In both cases, we take the toy to pieces in order to understand its structure.
The surgeon who
shapes the body following an idea of beauty
does so with means and in ways that are the exact opposite of beauty, subject
to the same paradox whereby the actor must free himself of all emotion to produce
emotions in his audience, or the baker, who has to sell his bread to earn his
bread.
On the other hand,
the greatest satisfaction for any creator, great or small, comes just from this
feeling of abnegation, more lasting and vibrant than any feeling produced by his
or her identification with the finished work, from which detachment will now follow.
Awareness always challenges and depresses the feeling of power. What else can
God have felt during the Creation?
Epidemides showed
that narcissism was inconclusive, with his examples on self-referentiality
that end in absurdity. For example, if I say that I make people beautiful who
cannot do so themselves, and I then ask myself whether I can make myself beautiful:
if I answer "yes" it means that I can't make myself beautiful myself,
while if I answer "no" then I still must recognise that I cannot succeed
in making myself beautiful myself (1).
Those who create
beauty, suffering from the penalty of the above phenomenon of "privation
of the product" are however very capable of maintaining the external
gradient of beauty at its highest levels, since they possess a capability to perceive
beauty in the infinitely small. In a word, they must be capable of finding enjoyment
in small things.
Writing this diary
is part of the sum of energy spent in extracting some fragments of beauty from
an activity that is without beauty. I have tried to exemplify to the extreme,
to stylise surgical techniques and report them in the form of axioms, to extract
the geometrical rule from the technical gesture
and the model from the chaotic and bloody relationship between doctor and patient.
When one attempts
to avoid wasting energy, one comes close to performing a beautiful action. Economy,
proportion, intelligibility are qualities of beauty that recall the
world of formulas, the universal language of numbers, the equations of physics
and mathematics, which are universally understandable.
Physicists, who
are looking for the ultimate equation, that
of the unified field, are also convinced that it will be the most beautiful of
all, a sort of "Miss Universe" of equations.

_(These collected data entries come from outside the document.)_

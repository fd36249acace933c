//! Rendering of configurations and reconciliation outcomes.

use std::path::Path;

use comfy_table::{presets::UTF8_FULL, Cell, Color, ContentArrangement, Table};
use serde::Serialize;

use backbind_core::configuration::format_frequency;
use backbind_core::{Configuration, Exclusion, Location, Reconciliation};

use crate::style;

// ---------------------------------------------------------------------------
// JSON views
// ---------------------------------------------------------------------------

#[derive(Debug, Serialize)]
struct BindingView<'a> {
    source: &'a Path,
    destination: &'a Path,
}

#[derive(Debug, Serialize)]
struct ConfigurationView<'a> {
    name: &'a str,
    frequency_secs: i64,
    sources: &'a [Location],
    destinations: &'a [Location],
    bindings: Vec<BindingView<'a>>,
    all_sources_readable: bool,
    all_destinations_writable: bool,
    check_all_readable: bool,
    check_all_writable: bool,
}

impl<'a> ConfigurationView<'a> {
    fn new(config: &'a Configuration) -> Self {
        Self {
            name: config.name(),
            frequency_secs: config.frequency().num_seconds(),
            sources: config.sources(),
            destinations: config.destinations(),
            bindings: config
                .bindings()
                .map(|(s, d)| BindingView {
                    source: s.path(),
                    destination: d.path(),
                })
                .collect(),
            all_sources_readable: config.all_sources_readable(),
            all_destinations_writable: config.all_destinations_writable(),
            check_all_readable: config.check_all_readable(),
            check_all_writable: config.check_all_writable(),
        }
    }
}

#[derive(Debug, Serialize)]
struct ReconciliationView<'a> {
    working: ConfigurationView<'a>,
    excluded_sources: &'a [Exclusion],
    excluded_destinations: &'a [Exclusion],
}

pub fn configuration_json(config: &Configuration) -> serde_json::Result<String> {
    serde_json::to_string_pretty(&ConfigurationView::new(config))
}

pub fn reconciliation_json(outcome: &Reconciliation) -> serde_json::Result<String> {
    serde_json::to_string_pretty(&ReconciliationView {
        working: ConfigurationView::new(&outcome.working),
        excluded_sources: &outcome.excluded_sources,
        excluded_destinations: &outcome.excluded_destinations,
    })
}

// ---------------------------------------------------------------------------
// Tables
// ---------------------------------------------------------------------------

fn access_cell(ok: bool) -> Cell {
    if ok {
        Cell::new("✓").fg(Color::Green)
    } else {
        Cell::new("✗").fg(Color::Red)
    }
}

fn last_sync_cell(loc: &Location) -> Cell {
    match loc.last_sync() {
        Some(at) => Cell::new(at.format("%Y-%m-%d %H:%M").to_string()),
        None => Cell::new("—"),
    }
}

fn bindings_table(config: &Configuration) -> Table {
    let mut table = Table::new();
    table.load_preset(UTF8_FULL);
    table.set_content_arrangement(ContentArrangement::Dynamic);
    table.set_header(vec!["Source", "R", "Destination", "W", "Last sync"]);

    for (source, dest) in config.bindings() {
        table.add_row(vec![
            Cell::new(source.path().display()),
            access_cell(source.check_read()),
            Cell::new(dest.path().display()),
            access_cell(dest.check_write()),
            last_sync_cell(source),
        ]);
    }
    table
}

fn exclusions_table(kind: &str, exclusions: &[Exclusion]) -> Table {
    let mut table = Table::new();
    table.load_preset(UTF8_FULL);
    table.set_content_arrangement(ContentArrangement::Dynamic);
    table.set_header(vec![kind, "Reason"]);

    for exclusion in exclusions {
        table.add_row(vec![
            Cell::new(exclusion.path.display()),
            Cell::new(exclusion.reason.to_string()).fg(Color::Yellow),
        ]);
    }
    table
}

/// Print the configuration dump.
pub fn print_configuration(config: &Configuration) {
    println!();
    println!("{}", style::header(&format!("Configuration '{}'", config.name())));
    println!("  Frequency  {}", format_frequency(config.frequency()));
    println!();

    if config.is_empty() {
        println!("  {}", style::dim("No sources configured."));
    } else {
        println!("{}", bindings_table(config));
    }

    println!();
    println!(
        "  {}",
        style::verdict(
            config.all_sources_readable(),
            "All sources readable",
            "Some sources unreadable"
        )
    );
    println!(
        "  {}",
        style::verdict(
            config.all_destinations_writable(),
            "All destinations writable",
            "Some destinations not writable"
        )
    );
    println!();
}

/// Print the working subset and what was left out.
pub fn print_reconciliation(outcome: &Reconciliation) {
    let working = &outcome.working;

    println!();
    println!(
        "{}",
        style::header(&format!(
            "Working subset '{}' ({} binding(s))",
            working.name(),
            working.sources().len()
        ))
    );
    println!();

    if working.is_empty() {
        println!("  {}", style::error("No binding is usable right now."));
    } else {
        println!("{}", bindings_table(working));
    }

    if !outcome.excluded_sources.is_empty() {
        println!();
        println!("{}", style::header("Excluded sources"));
        println!("{}", exclusions_table("Source", &outcome.excluded_sources));
    }
    if !outcome.excluded_destinations.is_empty() {
        println!();
        println!("{}", style::header("Excluded destinations"));
        println!(
            "{}",
            exclusions_table("Destination", &outcome.excluded_destinations)
        );
    }
    if outcome.is_complete() {
        println!();
        println!("{}", style::success("Every binding is usable."));
    }
    println!();
}

#[cfg(test)]
mod tests {
    use super::*;

    #[test]
    fn test_configuration_json_lists_bindings() {
        let dir = tempfile::tempdir().unwrap();
        let src = dir.path().join("src");
        let dst = dir.path().join("dst");
        std::fs::create_dir_all(&src).unwrap();
        std::fs::create_dir_all(&dst).unwrap();

        let mut config = Configuration::new("home", chrono::Duration::hours(1)).unwrap();
        config.add_source(&src, &dst).unwrap();

        let json: serde_json::Value =
            serde_json::from_str(&configuration_json(&config).unwrap()).unwrap();
        assert_eq!(json["name"], "home");
        assert_eq!(json["frequency_secs"], 3600);
        assert_eq!(json["bindings"][0]["source"], src.display().to_string());
        assert_eq!(json["sources"][0]["kind"], "virtual");
        assert_eq!(json["sources"][0]["readable"], true);
    }

    #[test]
    fn test_reconciliation_json_reports_exclusions() {
        let dir = tempfile::tempdir().unwrap();
        let src = dir.path().join("src");
        std::fs::create_dir_all(&src).unwrap();

        let mut config = Configuration::new("home", chrono::Duration::hours(1)).unwrap();
        config.add_source(&src, dir.path().join("unplugged")).unwrap();

        let outcome = config.reconcile();
        let json: serde_json::Value =
            serde_json::from_str(&reconciliation_json(&outcome).unwrap()).unwrap();
        assert_eq!(json["working"]["name"], "home-working");
        assert_eq!(json["working"]["bindings"].as_array().unwrap().len(), 0);
        assert_eq!(
            json["excluded_sources"][0]["reason"]["kind"],
            "destination_unavailable"
        );
        assert_eq!(json["excluded_destinations"][0]["reason"]["kind"], "missing");
    }
}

A formula that, by unifying
all forces acting in nature, it should be possible to portray in a painting, to
play on the strings of a harp, to evoke in the silence of meditation like the
Mantra of mantras, to shout in the heat of battle or in the intoxication of joy,
in the ecstasy of the martyr like the Vowel of vowels.
The diagrams
I have used here are part of a "domestic mathematics" with which the
most varied types of procedure can be described, and thus accelerated, from cephalometric
analysis to preparing home-made ice-cream.
In The Scope of
Mathematics (Oxford University Press, 1966) Holt and McIntosh illustrate that
kitchen recipes can be represented through critical path
analysis. These diagrams look like constellations and, at a glance,
represent the correct succession of operations to be performed in the shortest
possible time.
They are used
in building complex models such as aeroplanes or bridges, but can also provide
the housewife with irrefutable arguments for buying new electric appliances. However,
they damage the sacred tradition of handing down recipes by word of mouth.
If critical path
analysis draws constellations, tree diagrams to calculate probabilities look like
the trees of Mondrian and Euler-Venn's diagrams of set theory look like paintings
by Kandinsky, Delaunay, Kupka, Balla and others.
The Taoists enclose
the meaning of life within a diagram, the T'ai-chi T'u,
which means Diagram of the Ultimate Reality. It represents the flow of existence
in which the opposites, Yng and Yang, periodically alternate.
The diagram on
page 82 shows the dominance of Plasticity
over the physical world. The Plastic Principle is thus subordinated to the Ego,
which has the power of intervening on the process of continual transformation
of reality (I avoid using the term Super-Ego or Trans-Personal-Ego so as not to
fall into the same non-sense of self-referentiality of Epidemides, although I
know this does not worry the psychologists).
But there is more
to the diagram. The arrow in the direction of the Ego comes from the Super Power
that dominates the Cosmos, harmonises opposing energies, integrates body-mind
with space-time.
It is clear that
we are talking here about the same force that the physicists are looking for in
the ultimate structure, the ultimate equation. It is the idea of beauty, which
at all levels transpires from the project of the universe. The word Cosmos
derives from the Greek còsmos, which means beauty (hence also the word
cosmetic).
If the idea of
beauty were to inspire the actions of our lives, any useless attempt at violence
would be removed from us. Whoever is inspired by the idea of beauty believes in
the economy of gestures, and prefers courteous
behaviour (which requires less energy expenditure) to coercive behaviour (which
greatly increases the entropy of the system).
The idea of beauty
is linked to proportions, to geometry, and it can teach us to use our body-mind
and the space-time surrounding us properly. If we take proper measurements in
our actions, we will perform beautiful actions.
The completed diagram
presents Beauty at the top, governing the Ego and the opposed forces that regulate
the physical world.
Guided by the idea of beauty, we will succeed in bringing the body-mind into agreement
with space-time, harmonising the opposed forces
that are inherent in all vital processes.
We should all
learn to recognise beauty in the various physical states of matter and in the
different conditions of existence. Beauty that does not repudiate ugliness but
recognises itself through its opposite.
Modulation of the
exchanges that take place between body-mind and space-time under the aegis of
harmony, of proportion and of rhythm, makes it possible to achieve perfect equilibrium
between opposing energies.
Knowledge of the
right quantity of thoughts, food and sounds that should enter and leave our body
will produce our well-being and that of the external environment.
Now that we know
that everything, our body and the entire cosmos, is subject to plasticity, we
need do nothing more than act guided by our sense of beauty, in kicking a ball
or giving a kick to a theory, sliding on the snow or slipping on an argument,
because tendons and neurons, balls and ski slopes, shape each other reciprocally
as a function of the right principle.
Note 1. The surgeon
perfectly fits the role of Bertrand Russel's barber, not least because both jobs
have the same origins.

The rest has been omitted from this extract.